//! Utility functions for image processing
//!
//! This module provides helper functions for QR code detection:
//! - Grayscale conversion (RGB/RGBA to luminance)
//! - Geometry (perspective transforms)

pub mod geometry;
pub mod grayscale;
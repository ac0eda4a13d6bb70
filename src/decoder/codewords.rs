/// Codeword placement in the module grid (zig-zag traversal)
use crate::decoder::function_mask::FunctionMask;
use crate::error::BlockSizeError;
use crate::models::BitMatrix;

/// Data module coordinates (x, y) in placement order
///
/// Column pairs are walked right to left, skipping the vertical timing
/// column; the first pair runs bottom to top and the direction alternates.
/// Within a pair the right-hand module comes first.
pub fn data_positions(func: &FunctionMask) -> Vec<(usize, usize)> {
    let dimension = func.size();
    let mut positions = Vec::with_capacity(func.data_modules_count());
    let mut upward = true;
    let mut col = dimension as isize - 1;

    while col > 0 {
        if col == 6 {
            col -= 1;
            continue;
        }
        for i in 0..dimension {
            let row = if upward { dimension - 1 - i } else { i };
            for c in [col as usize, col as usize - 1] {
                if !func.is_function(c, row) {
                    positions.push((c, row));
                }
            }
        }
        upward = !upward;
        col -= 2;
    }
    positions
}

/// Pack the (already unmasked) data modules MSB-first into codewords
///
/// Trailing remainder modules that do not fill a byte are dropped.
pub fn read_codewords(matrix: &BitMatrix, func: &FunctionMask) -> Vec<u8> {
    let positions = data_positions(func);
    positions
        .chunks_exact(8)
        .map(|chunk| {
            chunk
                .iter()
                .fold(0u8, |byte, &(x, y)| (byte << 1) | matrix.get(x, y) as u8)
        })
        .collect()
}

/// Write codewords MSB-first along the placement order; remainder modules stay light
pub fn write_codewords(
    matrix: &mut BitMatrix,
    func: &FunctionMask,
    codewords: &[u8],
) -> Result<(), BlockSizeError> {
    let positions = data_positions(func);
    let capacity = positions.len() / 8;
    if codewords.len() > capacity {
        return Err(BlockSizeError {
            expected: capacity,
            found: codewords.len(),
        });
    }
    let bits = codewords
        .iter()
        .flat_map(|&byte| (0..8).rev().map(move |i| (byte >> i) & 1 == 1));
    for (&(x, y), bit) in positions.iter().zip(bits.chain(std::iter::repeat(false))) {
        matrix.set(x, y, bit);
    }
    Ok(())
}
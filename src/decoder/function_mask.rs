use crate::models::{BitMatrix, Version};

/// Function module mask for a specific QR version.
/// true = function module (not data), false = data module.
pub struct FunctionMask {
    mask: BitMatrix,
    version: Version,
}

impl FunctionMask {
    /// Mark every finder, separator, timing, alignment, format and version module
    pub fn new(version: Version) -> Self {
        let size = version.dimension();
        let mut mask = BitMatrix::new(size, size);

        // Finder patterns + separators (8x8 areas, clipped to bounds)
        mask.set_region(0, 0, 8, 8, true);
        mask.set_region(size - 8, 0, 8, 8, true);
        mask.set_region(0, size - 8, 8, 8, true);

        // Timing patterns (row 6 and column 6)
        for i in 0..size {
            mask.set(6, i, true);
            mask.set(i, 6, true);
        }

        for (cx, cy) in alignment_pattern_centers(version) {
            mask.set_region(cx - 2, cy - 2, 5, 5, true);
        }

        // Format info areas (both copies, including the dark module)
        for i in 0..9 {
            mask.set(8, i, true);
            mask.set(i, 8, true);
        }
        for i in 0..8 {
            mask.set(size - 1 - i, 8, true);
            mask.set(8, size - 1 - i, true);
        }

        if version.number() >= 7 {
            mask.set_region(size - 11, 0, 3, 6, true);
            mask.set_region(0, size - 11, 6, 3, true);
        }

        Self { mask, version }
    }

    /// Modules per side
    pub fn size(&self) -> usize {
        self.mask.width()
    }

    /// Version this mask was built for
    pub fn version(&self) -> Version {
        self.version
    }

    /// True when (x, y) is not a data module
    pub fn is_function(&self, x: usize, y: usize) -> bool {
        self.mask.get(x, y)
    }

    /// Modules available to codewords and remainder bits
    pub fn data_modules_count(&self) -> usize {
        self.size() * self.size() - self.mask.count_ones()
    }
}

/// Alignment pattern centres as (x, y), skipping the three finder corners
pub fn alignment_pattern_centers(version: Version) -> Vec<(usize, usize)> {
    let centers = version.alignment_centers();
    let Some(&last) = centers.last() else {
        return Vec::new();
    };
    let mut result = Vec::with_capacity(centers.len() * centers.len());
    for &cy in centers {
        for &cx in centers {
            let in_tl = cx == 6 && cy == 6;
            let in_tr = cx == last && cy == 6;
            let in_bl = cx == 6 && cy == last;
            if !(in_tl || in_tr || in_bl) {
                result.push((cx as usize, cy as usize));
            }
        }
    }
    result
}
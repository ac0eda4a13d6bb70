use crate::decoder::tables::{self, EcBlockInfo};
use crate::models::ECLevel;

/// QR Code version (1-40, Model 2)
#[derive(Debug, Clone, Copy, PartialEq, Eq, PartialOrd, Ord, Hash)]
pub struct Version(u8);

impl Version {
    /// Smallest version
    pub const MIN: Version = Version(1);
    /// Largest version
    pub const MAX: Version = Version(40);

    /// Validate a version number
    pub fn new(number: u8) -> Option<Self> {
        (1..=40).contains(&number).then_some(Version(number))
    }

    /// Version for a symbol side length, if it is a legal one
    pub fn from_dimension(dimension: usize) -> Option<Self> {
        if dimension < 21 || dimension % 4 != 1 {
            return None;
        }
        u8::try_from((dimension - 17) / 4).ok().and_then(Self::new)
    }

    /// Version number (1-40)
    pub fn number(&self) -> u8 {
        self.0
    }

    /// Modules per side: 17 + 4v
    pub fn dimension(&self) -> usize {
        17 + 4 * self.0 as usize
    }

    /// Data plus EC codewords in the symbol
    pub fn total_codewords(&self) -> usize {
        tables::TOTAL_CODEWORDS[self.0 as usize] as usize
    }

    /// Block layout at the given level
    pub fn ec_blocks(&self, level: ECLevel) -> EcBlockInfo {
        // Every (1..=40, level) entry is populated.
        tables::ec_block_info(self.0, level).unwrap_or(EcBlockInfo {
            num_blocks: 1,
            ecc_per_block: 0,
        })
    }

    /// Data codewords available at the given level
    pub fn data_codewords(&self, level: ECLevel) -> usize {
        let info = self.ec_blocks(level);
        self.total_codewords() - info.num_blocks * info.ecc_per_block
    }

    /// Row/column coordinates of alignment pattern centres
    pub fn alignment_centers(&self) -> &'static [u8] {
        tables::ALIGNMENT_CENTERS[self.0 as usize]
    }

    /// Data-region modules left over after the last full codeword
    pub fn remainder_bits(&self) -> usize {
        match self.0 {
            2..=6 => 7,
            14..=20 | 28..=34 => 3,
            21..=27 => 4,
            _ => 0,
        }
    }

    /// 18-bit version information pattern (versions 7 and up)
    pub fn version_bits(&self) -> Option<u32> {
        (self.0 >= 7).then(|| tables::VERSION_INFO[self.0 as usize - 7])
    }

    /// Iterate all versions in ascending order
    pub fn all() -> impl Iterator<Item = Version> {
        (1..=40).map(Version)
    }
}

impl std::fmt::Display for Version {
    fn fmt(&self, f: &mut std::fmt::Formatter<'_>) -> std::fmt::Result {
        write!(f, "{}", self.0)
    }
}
----------------------------------------
[What to work on]:
Word for word, restate the lines of the data above that fall between the line holding "the direction alternates." and the line holding "false = data module.", inclusive, and no other lines.

[Your solution]:
/// column; the first pair runs bottom to top and the direction alternates.
/// Within a pair the right-hand module comes first.
pub fn data_positions(func: &FunctionMask) -> Vec<(usize, usize)> {
    let dimension = func.size();
    let mut positions = Vec::with_capacity(func.data_modules_count());
    let mut upward = true;
    let mut col = dimension as isize - 1;

    while col > 0 {
        if col == 6 {
            col -= 1;
            continue;
        }
        for i in 0..dimension {
            let row = if upward { dimension - 1 - i } else { i };
            for c in [col as usize, col as usize - 1] {
                if !func.is_function(c, row) {
                    positions.push((c, row));
                }
            }
        }
        upward = !upward;
        col -= 2;
    }
    positions
}

/// Pack the (already unmasked) data modules MSB-first into codewords
///
/// Trailing remainder modules that do not fill a byte are dropped.
pub fn read_codewords(matrix: &BitMatrix, func: &FunctionMask) -> Vec<u8> {
    let positions = data_positions(func);
    positions
        .chunks_exact(8)
        .map(|chunk| {
            chunk
                .iter()
                .fold(0u8, |byte, &(x, y)| (byte << 1) | matrix.get(x, y) as u8)
        })
        .collect()
}

/// Write codewords MSB-first along the placement order; remainder modules stay light
pub fn write_codewords(
    matrix: &mut BitMatrix,
    func: &FunctionMask,
    codewords: &[u8],
) -> Result<(), BlockSizeError> {
    let positions = data_positions(func);
    let capacity = positions.len() / 8;
    if codewords.len() > capacity {
        return Err(BlockSizeError {
            expected: capacity,
            found: codewords.len(),
        });
    }
    let bits = codewords
        .iter()
        .flat_map(|&byte| (0..8).rev().map(move |i| (byte >> i) & 1 == 1));
    for (&(x, y), bit) in positions.iter().zip(bits.chain(std::iter::repeat(false))) {
        matrix.set(x, y, bit);
    }
    Ok(())
}
filename src/decoder/function_mask.rs
use crate::models::{BitMatrix, Version};

/// Function module mask for a specific QR version.
/// true = function module (not data), false = data module.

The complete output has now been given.